The only person to be involved in all three of Long Beach State’s national titles, Knipe is as familiar as anyone with the program. He starred on the 1991 national championship as a player, moved to the bench as an assistant and took over the program in 2001. Spending almost all of his adult life in the same place made it difficult to make radical changes from within, Knipe said. The national team opportunity brought a fresh perspective.
One of the first things Knipe did to establish a new culture of trust, open communication and accountability was assign team reading, handing out copies of “The Five Dysfunctions of a Team,” a book that identifies things that plague even successful teams and how to address potential problems.
A junior on that team, assistant coach McKay Smith looked at the assignment with a skeptical eye. It only took a few pages for him to commit to turning the page on Long Beach State’s culture.
The book addressed how teammates can communicate, trust and confront conflicts together, setting a foundation for players and coaches who could then use valuable practice time to focus on on-court performance. The reading exercise has expanded to include different books for each class, including Malcolm Gladwell’s “Outliers” and “Legacy,” which focuses on the All Blacks, New Zealand’s national rugby team.

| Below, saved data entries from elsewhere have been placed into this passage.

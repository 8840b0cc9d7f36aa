//! Axum web adapter for vigil.
//!
//! Serves the live event stream to viewers over WebSocket (`/api/events`)
//! and the last known state over JSON (`/api/services`, `/api/hosts`,
//! `/api/status`). [`bootstrap`] is the composition root for the whole
//! monitor.
#![deny(unsafe_code)]
#![deny(unused_crate_dependencies)]

// Silence unused dev-dependency warnings; these are used by tests/
#[cfg(test)]
use http_body_util as _;
#[cfg(test)]
use serde_json as _;
#[cfg(test)]
use tower as _;
#[cfg(test)]
use tokio_tungstenite as _;
#[cfg(test)]
use vigil_client as _;

pub mod bootstrap;
pub mod error;
pub mod handlers;
pub mod hub;
pub mod routes;
pub mod state;

// Re-export primary types
pub use bootstrap::{
    AxumContext, CorsConfig, DEFAULT_LISTEN, ServerConfig, bootstrap, bootstrap_with_watchers,
    serve, start_server,
};
pub use error::HttpError;
pub use hub::DistributionHub;
pub use routes::create_router;
pub use state::AppState;
//! Init-system feed backed by `systemctl` and the systemd D-Bus API.
//!
//! Discovery lists service units with `systemctl list-units --output=json`.
//! The subscription opens its own bus connection, calls
//! `org.freedesktop.systemd1.Manager.Subscribe` on it and listens on that
//! same connection for `PropertiesChanged` signals carrying a unit's
//! `ActiveState`. systemd only emits unit signals while at least one client
//! is subscribed, and drops the subscription when that client disconnects,
//! so the connection lives exactly as long as the returned stream.
//!
//! With an endpoint, the bus is reached through
//! `ssh <endpoint> systemd-stdio-bridge`, the transport `systemctl -H` uses.

use std::collections::HashMap;

use async_stream::stream;
use async_trait::async_trait;
use futures_util::StreamExt;
use serde::Deserialize;
use tracing::{debug, warn};
use vigil_core::{ServiceObservation, ServiceState, SourceKind};
use zbus::connection::Builder;
use zbus::message::Type as MessageType;
use zbus::zvariant::OwnedValue;
use zbus::{Connection, MatchRule, Message, MessageStream};

use super::command::capture;
use super::{EventFeed, FeedError, FeedStream};

const SYSTEMCTL: &str = "systemctl";

const SYSTEMD_SERVICE: &str = "org.freedesktop.systemd1";
const MANAGER_PATH: &str = "/org/freedesktop/systemd1";
const MANAGER_INTERFACE: &str = "org.freedesktop.systemd1.Manager";
const PROPERTIES_INTERFACE: &str = "org.freedesktop.DBus.Properties";
const UNIT_INTERFACE: &str = "org.freedesktop.systemd1.Unit";
const UNIT_PATH_PREFIX: &str = "/org/freedesktop/systemd1/unit/";

/// Signals buffered by the bus connection before the oldest are dropped.
const SIGNAL_QUEUE: usize = 256;

/// Watches the service units of one systemd instance.
#[derive(Debug, Clone)]
pub struct SystemdFeed {
    host: String,
    endpoint: Option<String>,
}

impl SystemdFeed {
    /// Feed for `host`. With an `endpoint` both discovery and the signal
    /// subscription go over SSH, otherwise to the local system bus.
    pub fn new(host: impl Into<String>, endpoint: Option<String>) -> Self {
        Self {
            host: host.into(),
            endpoint,
        }
    }

    fn args<'a>(&self, rest: impl IntoIterator<Item = &'a str>) -> Vec<String> {
        let mut args = Vec::new();
        if let Some(endpoint) = &self.endpoint {
            args.push("-H".to_string());
            args.push(endpoint.clone());
        }
        args.extend(rest.into_iter().map(str::to_string));
        args
    }

    async fn connect(&self) -> Result<Connection, FeedError> {
        let builder = match &self.endpoint {
            Some(endpoint) => Builder::address(ssh_bridge_address(endpoint).as_str())?,
            None => Builder::system()?,
        };
        Ok(builder.build().await?)
    }
}

#[async_trait]
impl EventFeed for SystemdFeed {
    fn host(&self) -> &str {
        &self.host
    }

    fn source(&self) -> SourceKind {
        SourceKind::Systemd
    }

    async fn discover(&self) -> Result<Vec<ServiceObservation>, FeedError> {
        let args = self.args([
            "list-units",
            "--type=service",
            "--all",
            "--output=json",
            "--no-pager",
        ]);
        let output = capture(SYSTEMCTL, &args).await?;
        parse_units(&self.host, &output)
    }

    async fn subscribe(&self) -> Result<FeedStream, FeedError> {
        let connection = self.connect().await?;

        let rule = MatchRule::builder()
            .msg_type(MessageType::Signal)
            .sender(SYSTEMD_SERVICE)?
            .interface(PROPERTIES_INTERFACE)?
            .member("PropertiesChanged")?
            .build();
        let messages = MessageStream::for_match_rule(rule, &connection, Some(SIGNAL_QUEUE)).await?;

        // Must be issued on the connection that receives the signals.
        connection
            .call_method(
                Some(SYSTEMD_SERVICE),
                MANAGER_PATH,
                Some(MANAGER_INTERFACE),
                "Subscribe",
                &(),
            )
            .await?;
        debug!(host = %self.host, "Subscribed to systemd unit signals");

        let host = self.host.clone();
        Ok(Box::pin(stream! {
            let _subscription = connection;
            tokio::pin!(messages);
            loop {
                match messages.next().await {
                    Some(Ok(message)) => match observation_from_signal(&host, &message) {
                        Ok(Some(obs)) => yield Ok(obs),
                        Ok(None) => {}
                        Err(e) => warn!(host = %host, error = %e, "Skipping unreadable unit signal"),
                    },
                    Some(Err(e)) => {
                        yield Err(FeedError::Bus(e));
                        break;
                    }
                    None => {
                        yield Err(FeedError::Closed);
                        break;
                    }
                }
            }
        }))
    }
}

/// `active` and `reloading` units are up; everything else is down.
fn unit_state(active: &str) -> ServiceState {
    ServiceState::from_running(matches!(active, "active" | "reloading"))
}

#[derive(Debug, Deserialize)]
struct UnitLine {
    unit: String,
    active: String,
    sub: String,
}

/// Parse `systemctl list-units --output=json`.
fn parse_units(host: &str, output: &str) -> Result<Vec<ServiceObservation>, FeedError> {
    let units: Vec<UnitLine> =
        serde_json::from_str(output).map_err(|e| FeedError::Parse(e.to_string()))?;
    Ok(units
        .into_iter()
        .map(|u| {
            ServiceObservation::new(
                host,
                u.unit,
                SourceKind::Systemd,
                unit_state(&u.active),
                format!("{} ({})", u.active, u.sub),
            )
        })
        .collect())
}

/// Decode a `PropertiesChanged(interface, changed, invalidated)` signal.
fn observation_from_signal(
    host: &str,
    message: &Message,
) -> Result<Option<ServiceObservation>, FeedError> {
    let header = message.header();
    let Some(path) = header.path() else {
        return Ok(None);
    };
    let body = message.body();
    let (interface, changed, _invalidated): (String, HashMap<String, OwnedValue>, Vec<String>) =
        body.deserialize()?;

    unit_change(
        host,
        path.as_str(),
        &interface,
        text_property(&changed, "ActiveState"),
        text_property(&changed, "SubState"),
    )
}

fn text_property<'a>(changed: &'a HashMap<String, OwnedValue>, name: &str) -> Option<&'a str> {
    changed
        .get(name)
        .and_then(|value| value.downcast_ref::<&str>().ok())
}

/// Observation for a unit property change, or `None` when the change is not
/// an `ActiveState` update of a service unit.
fn unit_change(
    host: &str,
    path: &str,
    interface: &str,
    active: Option<&str>,
    sub: Option<&str>,
) -> Result<Option<ServiceObservation>, FeedError> {
    if interface != UNIT_INTERFACE {
        return Ok(None);
    }
    let Some(active) = active else {
        return Ok(None);
    };

    let Some(unit) = unit_from_path(path) else {
        return Err(FeedError::Parse(format!("not a unit path: {path}")));
    };
    if !unit.ends_with(".service") {
        return Ok(None);
    }

    let status = sub.map_or_else(|| active.to_string(), |sub| format!("{active} ({sub})"));
    Ok(Some(ServiceObservation::new(
        host,
        unit,
        SourceKind::Systemd,
        unit_state(active),
        status,
    )))
}

/// D-Bus address that reaches `endpoint`'s system bus over SSH.
///
/// Values in a D-Bus address escape every byte outside
/// `[-0-9A-Za-z_/.\*]` as `%xx`.
fn ssh_bridge_address(endpoint: &str) -> String {
    let mut escaped = String::with_capacity(endpoint.len());
    for b in endpoint.bytes() {
        if b.is_ascii_alphanumeric() || b"-_/.\\*".contains(&b) {
            escaped.push(char::from(b));
        } else {
            escaped.push_str(&format!("%{b:02x}"));
        }
    }
    format!("unixexec:path=ssh,argv1=-xT,argv2=--,argv3={escaped},argv4=systemd-stdio-bridge")
}

/// Decode a unit object path such as
/// `/org/freedesktop/systemd1/unit/nginx_2eservice` to `nginx.service`.
///
/// systemd escapes every byte outside `[A-Za-z0-9]` as `_xx` (lowercase hex).
fn unit_from_path(path: &str) -> Option<String> {
    let escaped = path.strip_prefix(UNIT_PATH_PREFIX)?;
    let mut bytes = Vec::with_capacity(escaped.len());
    let mut rest = escaped.as_bytes();
    while let Some((&b, tail)) = rest.split_first() {
        if b == b'_' {
            let hex = tail.get(..2)?;
            let hex = std::str::from_utf8(hex).ok()?;
            bytes.push(u8::from_str_radix(hex, 16).ok()?);
            rest = &tail[2..];
        } else {
            bytes.push(b);
            rest = tail;
        }
    }
    String::from_utf8(bytes).ok()
}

“Our culture is by design,” Knipe said. “We work at it. We build it. We talk about it.”
Each year, players present their takeaways from their books to the team. While the books can stay the same, Smith, who is in his fourth year as an assistant, notices how each group’s impressions change. It reminds the coaching staff of how important it is to embrace the current chapter of the program’s success without comparing it to seasons past.
“We’re not trying to be the 2019 team or the 2021 team or the 2023 team,” Knipe said. “We’re only trying to be the 2022 team.”
Knipe tries not to get ahead of himself when looking at the trajectory of his program, although he could be forgiven if he’s caught smiling at the prospect of building on the success of this year’s underclassmen. Setter Aiden Knipe, a redshirt sophomore, is playing in his first full season after the pandemic altered the beginning of his college career. The head coach’s son is third in the country in assists per set with 11.08.
Big West freshman of the year Alex Nikolov leads the Beach attack with 4.6 kills and 5.56 points per set, which rank third and second in the country, respectively. The son of former Bulgarian national team captain Vladimir Nikolov, Alex is, by his head coach’s estimation, a “generational volleyball player in college volleyball.”
While the talented 6-foot-8 outside hitter had opportunities to play professionally in Europe immediately after high school, Nikolov was interested in the unique combination of academics and athletics offered in the United States. He hadn’t heard of Long Beach State until about two years ago. He quickly learned that, despite its lack of international name recognition, it was a force in men’s volleyball.
The 18-year-old intends to keep Long Beach State at the top in the coming years.
“I came here to win four national championships,” Nikolov said with a smile.